Assistant Professor, Pathology & Laboratory Medicine, Brown University

Phthalate esters (phthalates) are a class of compounds used to plasticize polyvinyl chloride and as components of various industrial and personal care products. Human exposure to phthalates is nearly universal, and phthalates are known male reproductive toxicants, which creates a concern for human health. Testicular toxicity of phthalates is complex, involving both anti-androgenic effects and impairment of testis morphogenesis. Effects on testis morphogenesis are more difficult and time-consuming to quantify than anti-androgenic effects, and as a result are not factored into risk assessment for phthalates.

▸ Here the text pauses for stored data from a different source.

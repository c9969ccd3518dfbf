//! REST clients for the cloud AI services used by the lab samples.
//!
//! Each client is built from [`Settings`] and speaks plain JSON over HTTPS.
//! Responses are deserialized into typed structs here, at the boundary;
//! nothing downstream sees untyped JSON.

pub mod classification;
pub mod conversation;
pub mod question_answering;
pub mod speech;
pub mod text_analytics;
pub mod translator;

pub use classification::{ClassificationClient, ClassificationOutcome, DocumentClassification};
pub use conversation::ConversationClient;
pub use question_answering::{KnowledgeBaseAnswer, QuestionAnsweringClient};
pub use speech::{SpeechClient, SpeechRecognition, WavAudio};
pub use text_analytics::{DocumentAnalysis, TextAnalyticsClient};
pub use translator::{TranslatorClient, TextTranslation};

use reqwest::{Client, Response};
use serde::de::DeserializeOwned;
use serde::Deserialize;
use std::time::Duration;
use url::Url;

use crate::error::{CoreError, ServiceError};
use crate::storage::Settings;

pub(crate) const SUBSCRIPTION_KEY_HEADER: &str = "Ocp-Apim-Subscription-Key";
pub(crate) const SUBSCRIPTION_REGION_HEADER: &str = "Ocp-Apim-Subscription-Region";

/// Every cloud client implements this trait so the CLI can report which
/// samples are ready to run.
pub trait CognitiveService: Sized {
    /// Human-readable service name, also used in errors and logs.
    const NAME: &'static str;

    /// Settings keys that must be non-empty before the client can be built.
    const REQUIRED_SETTINGS: &'static [&'static str];

    /// Build the client from settings.
    ///
    /// # Errors
    /// Fails with a missing-key error when a required setting is empty, or
    /// when the endpoint is not a valid URL.
    fn from_settings(settings: &Settings) -> Result<Self, CoreError>;

    /// Required keys that are currently empty.
    fn missing_settings(settings: &Settings) -> Vec<&'static str> {
        settings.missing(Self::REQUIRED_SETTINGS)
    }
}

/// Error envelope shared by the Azure AI services.
#[derive(Debug, Deserialize)]
struct ErrorEnvelope {
    error: ErrorDetail,
}

/// Code/message pair reported by a service.
#[derive(Debug, Clone, PartialEq, serde::Serialize, Deserialize)]
pub struct ErrorDetail {
    #[serde(default)]
    pub code: String,
    #[serde(default)]
    pub message: String,
}

impl std::fmt::Display for ErrorDetail {
    fn fmt(&self, f: &mut std::fmt::Formatter<'_>) -> std::fmt::Result {
        match (self.code.is_empty(), self.message.is_empty()) {
            (false, false) => write!(f, "{}: {}", self.code, self.message),
            (false, true) => f.write_str(&self.code),
            _ => f.write_str(&self.message),
        }
    }
}

pub(crate) fn http_client(service: &'static str, timeout: Duration) -> Result<Client, ServiceError> {
    Client::builder()
        .timeout(timeout)
        .user_agent(concat!("ailab/", env!("CARGO_PKG_VERSION")))
        .build()
        .map_err(|e| ServiceError::http(service, e))
}

/// Join `path` onto a resource endpoint such as
/// `https://myresource.cognitiveservices.azure.com/`.
pub(crate) fn endpoint_url(endpoint: &str, path: &str) -> Result<Url, ServiceError> {
    let invalid = |source| ServiceError::InvalidEndpoint {
        endpoint: endpoint.to_string(),
        source,
    };
    let mut base = Url::parse(endpoint.trim()).map_err(invalid)?;
    if !base.path().ends_with('/') {
        let path_with_slash = format!("{}/", base.path());
        base.set_path(&path_with_slash);
    }
    base.join(path).map_err(invalid)
}

/// Turn a non-success status into [`ServiceError::Status`], preferring the
/// service's own error message over the raw body.
pub(crate) fn status_error(service: &'static str, status: u16, body: &str) -> ServiceError {
    let message = serde_json::from_str::<ErrorEnvelope>(body)
        .map(|envelope| envelope.error.to_string())
        .unwrap_or_else(|_| body.trim().to_string());
    ServiceError::Status {
        service,
        status,
        message,
    }
}

/// Read the body as text after checking the status.
pub(crate) async fn read_text(service: &'static str, resp: Response) -> Result<String, ServiceError> {
    let status = resp.status();
    let body = resp.text().await.map_err(|e| ServiceError::http(service, e))?;
    tracing::debug!(service, status = status.as_u16(), bytes = body.len(), "response received");
    if !status.is_success() {
        return Err(status_error(service, status.as_u16(), &body));
    }
    Ok(body)
}

/// Read and deserialize a JSON body after checking the status.
pub(crate) async fn read_json<T: DeserializeOwned>(
    service: &'static str,
    resp: Response,
) -> Result<T, ServiceError> {
    let body = read_text(service, resp).await?;
    serde_json::from_str(&body).map_err(|source| ServiceError::Malformed { service, source })
}

#[cfg(test)]
mod tests {
    use super::*;

    #[test]
    fn endpoint_url_handles_trailing_slash() {
        let with = endpoint_url("https://res.cognitiveservices.azure.com/", "language/:analyze-text").unwrap();
        let without = endpoint_url("https://res.cognitiveservices.azure.com", "language/:analyze-text").unwrap();
        assert_eq!(with, without);
        assert_eq!(
            with.as_str(),
            "https://res.cognitiveservices.azure.com/language/:analyze-text"
        );
    }

    #[test]
    fn endpoint_url_keeps_base_path() {
        let url = endpoint_url("http://127.0.0.1:9000/proxy", "translate").unwrap();
        assert_eq!(url.as_str(), "http://127.0.0.1:9000/proxy/translate");
    }

    #[test]
    fn endpoint_url_rejects_garbage() {
        assert!(matches!(
            endpoint_url("not a url", "x"),
            Err(ServiceError::InvalidEndpoint { .. })
        ));
    }

    #[test]
    fn status_error_prefers_service_message() {
        let err = status_error(
            "test",
            401,
            r#"{"error":{"code":"401","message":"Access denied due to invalid subscription key."}}"#,
        );
        assert_eq!(
            err.to_string(),
            "test returned HTTP 401: 401: Access denied due to invalid subscription key."
        );

        let raw = status_error("test", 500, "  upstream exploded \n");
        assert_eq!(raw.to_string(), "test returned HTTP 500: upstream exploded");
    }
}
mod config;

pub use config::{
    ClassificationSettings, ConversationSettings, HttpSettings, LanguageSettings,
    QuestionAnsweringSettings, Settings, SpeechSettings, TranslatorSettings,
};

use crate::error::ConfigError;
use std::path::PathBuf;

/// Returns `~/.config/ailab[-dev]/` based on AILAB_ENV.
///
/// Set AILAB_ENV=dev to use a development settings directory.
///
/// # Errors
/// Returns an error if creating the config directory fails.
pub fn data_dir() -> Result<PathBuf, ConfigError> {
    let base_dir = dirs::home_dir()
        .unwrap_or_else(|| PathBuf::from("."))
        .join(".config");

    let env = std::env::var("AILAB_ENV").unwrap_or_else(|_| "production".to_string());

    let dir = if env == "dev" {
        base_dir.join("ailab-dev")
    } else {
        base_dir.join("ailab")
    };

    std::fs::create_dir_all(&dir).map_err(|e| ConfigError::DataDir(format!("{}: {e}", dir.display())))?;
    Ok(dir)
}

To address this problem, we sought to develop a method for automatic identification of multinucleated germ cells (MNGs), a marker of phthalate toxicity, in digital images of fetal rat histological sections.

3:50 – 4:20

Biologically Annotated Neural Networks for Multi-Scale Genomic Discovery in Genome-Wide Association Studies

Pinar Demetci

Computational Biology PhD student in the Crawford Lab

Genome-wide association (GWA) studies have provided compelling genetic associations for human complex traits and diseases, contributing to therapeutic target discovery and disease risk prediction. Unfortunately, associations discovered by current GWA methods only explain a modest proportion of the estimated heritability of these traits. Non-linear genetic effects have been proposed as a key contributor to this missing heritability problem.

4:20 – 5:00

Is this a tipping point or am I just biased?

August Guang

Genomics Data Scientist, CCV

The term “tipping point” has become part of everyday English language, used to describe any kind of dramatic shift from which there is no return. However, actually defining and predicting a tipping point is extremely difficult, with the phenomenon often only becoming apparent post-hoc. Nevertheless, organizations make policy decisions based on the consequences of perceived tipping points. In light of this, we sought to understand: what characteristics make an individual more or less likely to declare a tipping point? Using logistic and random forest regression on survey data from 178 undergraduate and graduate students, we find that the perception of tipping points is primarily dependent on the characteristics of the graph, and secondarily on their own experience or emotions about tipping points. These conclusions have implications for management and sensemaking of perceived tipping points.